■ **Instructions for the task**
Over all lines in the data below, count those holding "Debug" and give only the result.

* * * * *

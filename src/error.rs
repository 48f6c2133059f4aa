//! Library error type
//!
//! An unrecognized archive layout is not an error (see [`crate::layout::FixOutcome`]).
//! These variants cover the faults that can happen while touching files on disk:
//! projecting mod state into external configs and renaming placeholder folders.

use std::path::{Path, PathBuf};

#[derive(Debug, thiserror::Error)]
pub enum Error {
    #[error("I/O error on {}: {source}", .path.display())]
    Io {
        path: PathBuf,
        source: std::io::Error,
    },

    #[error("invalid JSON in {}: {source}", .path.display())]
    Json {
        path: PathBuf,
        source: serde_json::Error,
    },

    #[error("{} has no usable '{field}' field", .file.display())]
    MissingManifestField { file: PathBuf, field: String },

    #[error("required file not found: {}", .0.display())]
    MissingFile(PathBuf),

    #[error("malformed config {}: {reason}", .path.display())]
    MalformedConfig { path: PathBuf, reason: String },

    #[error("unknown game id '{0}'")]
    UnknownGame(String),
}

pub type Result<T> = std::result::Result<T, Error>;

/// Attach the offending path to an `io::Error`.
pub(crate) trait IoContext<T> {
    fn at(self, path: &Path) -> Result<T>;
}

impl<T> IoContext<T> for std::io::Result<T> {
    fn at(self, path: &Path) -> Result<T> {
        self.map_err(|source| Error::Io {
            path: path.to_path_buf(),
            source,
        })
    }
}

/// Read a file, mapping "not found" to [`Error::MissingFile`].
pub(crate) fn read_required(path: &Path) -> Result<String> {
    match std::fs::read_to_string(path) {
        Ok(content) => Ok(content),
        Err(e) if e.kind() == std::io::ErrorKind::NotFound => {
            Err(Error::MissingFile(path.to_path_buf()))
        }
        Err(source) => Err(Error::Io {
            path: path.to_path_buf(),
            source,
        }),
    }
}
//! Archive extraction utilities (zip, 7z, rar)

use anyhow::{bail, Context, Result};
use std::fs;
use std::io::Read;
use std::path::Path;

/// Supported archive formats
#[derive(Debug, Clone, Copy, PartialEq, Eq)]
pub enum ArchiveFormat {
    Zip,
    SevenZip,
    Rar,
    Unknown,
}

impl ArchiveFormat {
    /// Detect format from file extension
    pub fn from_path(path: &Path) -> Self {
        let ext = path
            .extension()
            .and_then(|e| e.to_str())
            .map(|e| e.to_lowercase())
            .unwrap_or_default();

        match ext.as_str() {
            "zip" => Self::Zip,
            "7z" => Self::SevenZip,
            "rar" => Self::Rar,
            _ => Self::Unknown,
        }
    }

    /// Detect format from the leading magic bytes
    pub fn sniff(header: &[u8]) -> Self {
        if header.starts_with(&[0x50, 0x4B]) {
            Self::Zip
        } else if header.starts_with(&[0x37, 0x7A, 0xBC, 0xAF]) {
            Self::SevenZip
        } else if header.starts_with(&[0x52, 0x61, 0x72, 0x21]) {
            Self::Rar
        } else {
            Self::Unknown
        }
    }
}

/// Extract an archive to the destination directory
pub fn extract_archive(archive: &Path, dest: &Path) -> Result<()> {
    fs::create_dir_all(dest)
        .with_context(|| format!("Failed to create {}", dest.display()))?;

    let format = match ArchiveFormat::from_path(archive) {
        ArchiveFormat::Unknown => {
            let mut header = [0u8; 4];
            let mut file = fs::File::open(archive)
                .with_context(|| format!("Failed to open {}", archive.display()))?;
            let read = file.read(&mut header).context("Failed to read archive header")?;
            ArchiveFormat::sniff(&header[..read])
        }
        known => known,
    };

    tracing::info!("Extracting {} ({:?})", archive.display(), format);
    match format {
        ArchiveFormat::Zip => extract_zip(archive, dest),
        ArchiveFormat::SevenZip => extract_7z(archive, dest),
        ArchiveFormat::Rar => extract_rar(archive, dest),
        ArchiveFormat::Unknown => bail!("Unknown archive format: {}", archive.display()),
    }
}

/// Extract a ZIP archive
fn extract_zip(archive: &Path, dest: &Path) -> Result<()> {
    let file = fs::File::open(archive).context("Failed to open archive")?;
    let mut zip = zip::ZipArchive::new(file).context("Failed to read ZIP archive")?;

    for i in 0..zip.len() {
        let mut entry = zip.by_index(i)?;
        let relative = sanitize_path(entry.name());
        if relative.is_empty() {
            continue;
        }
        let outpath = dest.join(relative);

        if entry.is_dir() {
            fs::create_dir_all(&outpath)?;
        } else {
            if let Some(parent) = outpath.parent() {
                fs::create_dir_all(parent)?;
            }
            let mut outfile = fs::File::create(&outpath)
                .with_context(|| format!("Failed to create {}", outpath.display()))?;
            std::io::copy(&mut entry, &mut outfile)?;

            // Set permissions on Unix
            #[cfg(unix)]
            {
                use std::os::unix::fs::PermissionsExt;
                if let Some(mode) = entry.unix_mode() {
                    fs::set_permissions(&outpath, fs::Permissions::from_mode(mode))?;
                }
            }
        }
    }

    Ok(())
}

/// Extract a 7z archive
fn extract_7z(archive: &Path, dest: &Path) -> Result<()> {
    sevenz_rust::decompress_file(archive, dest).context("Failed to extract 7z archive")
}

/// Extract a RAR archive through the system `unrar`
fn extract_rar(archive: &Path, dest: &Path) -> Result<()> {
    let output = std::process::Command::new("unrar")
        .args(["x", "-o+", "-y"])
        .arg(archive)
        .arg(dest)
        .output();

    match output {
        Ok(out) if out.status.success() => Ok(()),
        Ok(out) => {
            let stderr = String::from_utf8_lossy(&out.stderr);
            bail!("unrar failed: {}", stderr)
        }
        Err(_) => bail!(
            "RAR extraction requires 'unrar' to be installed.\n\
             Install it with: sudo apt install unrar (Debian/Ubuntu)\n\
                              sudo pacman -S unrar (Arch)"
        ),
    }
}

/// Sanitize path to prevent directory traversal
fn sanitize_path(path: &str) -> String {
    path.replace('\\', "/")
        .split('/')
        .filter(|s| !s.is_empty() && *s != "." && *s != "..")
        .collect::<Vec<_>>()
        .join("/")
}

#[cfg(test)]
mod tests {
    use super::*;
    use std::io::Write;
    use tempfile::TempDir;

    #[test]
    fn test_format_detection() {
        assert_eq!(ArchiveFormat::from_path(Path::new("mod.zip")), ArchiveFormat::Zip);
        assert_eq!(ArchiveFormat::from_path(Path::new("mod.7z")), ArchiveFormat::SevenZip);
        assert_eq!(ArchiveFormat::from_path(Path::new("mod.rar")), ArchiveFormat::Rar);
        assert_eq!(ArchiveFormat::from_path(Path::new("mod.ZIP")), ArchiveFormat::Zip);
        assert_eq!(ArchiveFormat::sniff(b"Rar!"), ArchiveFormat::Rar);
        assert_eq!(ArchiveFormat::sniff(b"PK"), ArchiveFormat::Zip);
        assert_eq!(ArchiveFormat::sniff(b""), ArchiveFormat::Unknown);
    }

    #[test]
    fn test_sanitize_path() {
        assert_eq!(sanitize_path("foo/bar/baz.pak"), "foo/bar/baz.pak");
        assert_eq!(sanitize_path("foo\\bar\\baz.pak"), "foo/bar/baz.pak");
        assert_eq!(sanitize_path("../../../etc/passwd"), "etc/passwd");
        assert_eq!(sanitize_path("./foo/./bar"), "foo/bar");
    }

    #[test]
    fn test_extract_zip_by_magic() {
        let dir = TempDir::new().unwrap();
        let archive = dir.path().join("download.bin");
        {
            let file = fs::File::create(&archive).unwrap();
            let mut zip = zip::ZipWriter::new(file);
            let options = zip::write::SimpleFileOptions::default();
            zip.start_file("Cool Mod/mod.txt", options).unwrap();
            zip.write_all(b"{}").unwrap();
            zip.start_file("../escape.txt", options).unwrap();
            zip.write_all(b"x").unwrap();
            zip.finish().unwrap();
        }

        let dest = dir.path().join("out");
        extract_archive(&archive, &dest).unwrap();
        assert_eq!(fs::read_to_string(dest.join("Cool Mod/mod.txt")).unwrap(), "{}");
        assert!(dest.join("escape.txt").is_file());
        assert!(!dir.path().join("escape.txt").exists());
    }

    #[test]
    fn test_unknown_format_is_an_error() {
        let dir = TempDir::new().unwrap();
        let archive = dir.path().join("notes.txt");
        fs::write(&archive, "hello").unwrap();
        assert!(extract_archive(&archive, &dir.path().join("out")).is_err());
    }
}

* * * * *

■ **Result below**
2